Mots clés: Vache, production laitière, composition chimique, variation, hors sol, Tunisie. 

INTRODUCTION

En Tunisie, l’élevage bovin laitier constitue l’un des piliers de l’économie agricole et nationale. Il est classé parmi les secteurs prioritaires du fait qu’il génère un produit stratégique qui est le lait (GIVLAIT, 2014). À cet égard, suite à la demande croissante et continue des produits laitiers, l’État a encouragé l’investissement dans l’élevage bovin laitier notamment depuis les années 90 (M’Sadak et al., 2014). Par conséquent, une autosuffisance fragile est atteinte depuis 1999 avec un accroissement continu de la production (Bousselmi et al., 2010; Hammami et al., 2013). Bien que le potentiel du lait collecté soit généralement important, grâce aux efforts déployés par les pouvoirs publics surtout en matière d’importation des génisses de race laitière améliorée et d’encouragement à la collecte, la durabilité de l’élevage bovin laitier est de plus en plus mise en cause (Ben Salem et al., 2007). En fait, les éleveurs et les industriels se trouvent souvent confrontés à des défaillances au niveau de la qualité physico-chimique, parmi lesquelles la chute de deux taux constituants essentiels du lait cru (Araba, 2006). Comme la production laitière s’est développée dans les régions côtières du Sahel et de Sfax, tout en créant des bassins laitiers importants contribuant pour la moitié au total du lait collecté sur le territoire national (Nassef, 2001), le présent travail a été mené chez des élevages bovins laitiers dans le Gouvernorat de Monastir, région côtière du Sahel. En général, La production de lait est influencée par le potentiel génétique de l’animal et les facteurs non génétiques (Albarrán-Portillo et Pollott, 2011). D’où, la connaissance de ces facteurs s’avère essentielle pour une gestion efficace et une estimation précise des valeurs d’élevage (Nyamushamba et al., 2013; Nyamushamba et al., 2014). Cette étude a été menée, d’une part, pour évaluer la variabilité des performances quantitatives (production laitière totale et journalière, les quantités des matières grasses et protéiques) et des performances qualitatives (taux butyreux et taux protéique) et d’autre part, pour étudier les facteurs qui les affectent afin de servir de résultats pour l’amélioration de la gestion des troupeaux bovins conduits hors sol.

MATÉRIEL ET MÉTHODES 

Présentation de la zone d’étude

Le Gouvernorat de Monastir bénéficie d’une position centrale privilégiée au sein de la grande région du Sahel Tunisien (Figure 1). Le climat est de type méditerranéen. Monastir appartient à l’étage bioclimatique semi-aride. Cette zone se distingue par un tissu économique varié et scindé sur l’industrie, les activités agricoles, le tourisme et les services. L’agriculture repose essentiellement sur l’oléiculture, l’horticulture, la production animale et la pêche. Bien que l’élevage soit une spéculation récemment intégrée dans le Sahel Tunisien, il est rapidement développé. Par conséquent, une richesse et une diversité animales sont ainsi observées. L’élevage bovin laitier hors sol est bien développé, dans les régions littorales, depuis plus de vingt ans sans ou avec de faibles ressources fourragères produites localement. L’alimentation des animaux est le plus souvent achetée de l’extérieur (Hammami et al., 2013). En fait, environ 60% des fourrages grossiers sont apportés du Nord Tunisien. Ce système répandu se distingue par une forte utilisation des aliments concentrés, de son de blé, d’orge et des sous-produits agricoles (OEP, 2014).

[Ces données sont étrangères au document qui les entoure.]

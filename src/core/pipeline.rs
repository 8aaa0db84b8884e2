use crate::core::document::to_yaml;
use crate::core::scenarios::{self, Baseline};
use crate::core::{ConfigProvider, Pipeline, Storage};
use crate::domain::dfd::Revise;
use crate::domain::model::{Artifact, CustomScenario, RenderedDocument, RenderedScenario, Scenario};
use crate::utils::error::{FixtureError, Result};
use std::path::Path;

pub struct ScenarioPipeline<S: Storage, C: ConfigProvider> {
    storage: S,
    config: C,
    baseline: Baseline,
}

impl<S: Storage, C: ConfigProvider> ScenarioPipeline<S, C> {
    pub fn new(storage: S, config: C) -> Self {
        Self {
            storage,
            config,
            baseline: Baseline::new(),
        }
    }

    fn find_custom(&self, name: &str) -> Option<&CustomScenario> {
        self.config.custom_scenarios().iter().find(|c| c.name == name)
    }

    /// File prefix for a scenario: its own when configured, else the
    /// generator-wide one.
    fn file_prefix(&self, name: &str) -> &str {
        self.find_custom(name)
            .and_then(|c| c.file_prefix.as_deref())
            .unwrap_or_else(|| self.config.file_prefix())
    }

    fn is_known(&self, name: &str) -> bool {
        scenarios::find_builtin(name).is_some() || self.find_custom(name).is_some()
    }
}

impl<S: Storage, C: ConfigProvider> Pipeline for ScenarioPipeline<S, C> {
    fn plan(&self) -> Result<Vec<String>> {
        let selected = self.config.scenarios();
        if selected.is_empty() {
            return Ok(scenarios::builtin_names()
                .map(str::to_string)
                .chain(self.config.custom_scenarios().iter().map(|c| c.name.clone()))
                .collect());
        }

        if let Some(unknown) = selected.iter().find(|name| !self.is_known(name)) {
            return Err(FixtureError::UnknownScenario {
                name: unknown.clone(),
            });
        }

        Ok(selected.to_vec())
    }

    fn build(&self, name: &str) -> Result<Scenario> {
        tracing::debug!("Building scenario '{}'", name);

        if let Some(build) = scenarios::find_builtin(name) {
            return Ok(build(&self.baseline));
        }

        let spec = self.find_custom(name).ok_or_else(|| FixtureError::UnknownScenario {
            name: name.to_string(),
        })?;
        scenarios::custom(&self.baseline, spec)
    }

    fn render(&self, scenario: &Scenario) -> Result<RenderedScenario> {
        let revision = self.config.schema_revision();
        let dfd = scenario.dfd.revise(revision);
        let prefix = self.file_prefix(&scenario.name);

        let mut documents = Vec::with_capacity(Artifact::ALL.len());
        for artifact in Artifact::ALL {
            let body = match artifact {
                Artifact::Dfd => to_yaml(&dfd)?,
                Artifact::Dpia => to_yaml(&scenario.dpia)?,
            };
            documents.push(RenderedDocument {
                artifact,
                path: artifact.relative_path(&scenario.name, prefix),
                body,
            });
        }

        tracing::debug!(
            "Rendered scenario '{}' ({} revision)",
            scenario.name,
            revision
        );

        Ok(RenderedScenario {
            name: scenario.name.clone(),
            documents,
        })
    }

    fn load(&self, rendered: RenderedScenario) -> Result<Vec<String>> {
        let mut written = Vec::with_capacity(rendered.documents.len());
        for document in rendered.documents {
            self.storage
                .write_file(&document.path, document.body.as_bytes())?;

            let full_path = Path::new(self.config.output_path())
                .join(&document.path)
                .display()
                .to_string();
            tracing::info!("Wrote {} for '{}' to {}", document.artifact.as_str(), rendered.name, full_path);
            written.push(full_path);
        }
        Ok(written)
    }
}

Figure 1: Carte de localisation géographique de la région d’étude

Choix des éleveurs

L’étude a été conduite sur un échantillon de 9 petits à moyens élevages bovins laitiers adhérant au contrôle laitier de type AT6 (totalisant 119 vaches Frisonne Holstein en lactation et 264 lactations exploitées), menés en système hors sol dans le Sahel, zone côtière de la Tunisie Centrale.

Analyse et traitement des données

Les paramètres de production laitière des vaches ont été recensés de 2006 à 2014. Les données collectées à partir des fiches individuelles des vaches enregistrées après la consultation des fichiers de base de l’application d’amélioration génétique, ont concerné les quantités totales du lait par lactation (QLT), la durée de lactation, les quantités totales des Matières Grasses (QMG) et des Matières Protéiques (QMP) et les taux correspondants (TB et TP). Au total, 264 lactations ont été analysées. On a aussi procédé à l’estimation de la production laitière journalière (Lj), à partir de la durée de lactation et de la quantité totale du lait par lactation. L’analyse des données a été exécutée avec la procédure GLM du logiciel Statistical Analysis System (SAS, version 9.13). Elle a porté, dans une première étape, sur le calcul des moyennes et des fréquences, et dans une deuxième étape sur l’analyse de la variance pour identifier les principales sources de variation des paramètres de production laitière étudiés. Pour se faire, on a utilisé le modèle linéaire fixe suivant:

Yijklmn= µ + Elevi + Svj + Avk + Nll+ Cdlm+ (Avi*Svj) + eijklmn

Avec:

Yijklmn: performances lors de la nème lactation (QLT, Lj, QMG, QMP, TB et TP)

µ: moyenne générale

Elevi: effet du ième éleveur (i = 9 niveaux)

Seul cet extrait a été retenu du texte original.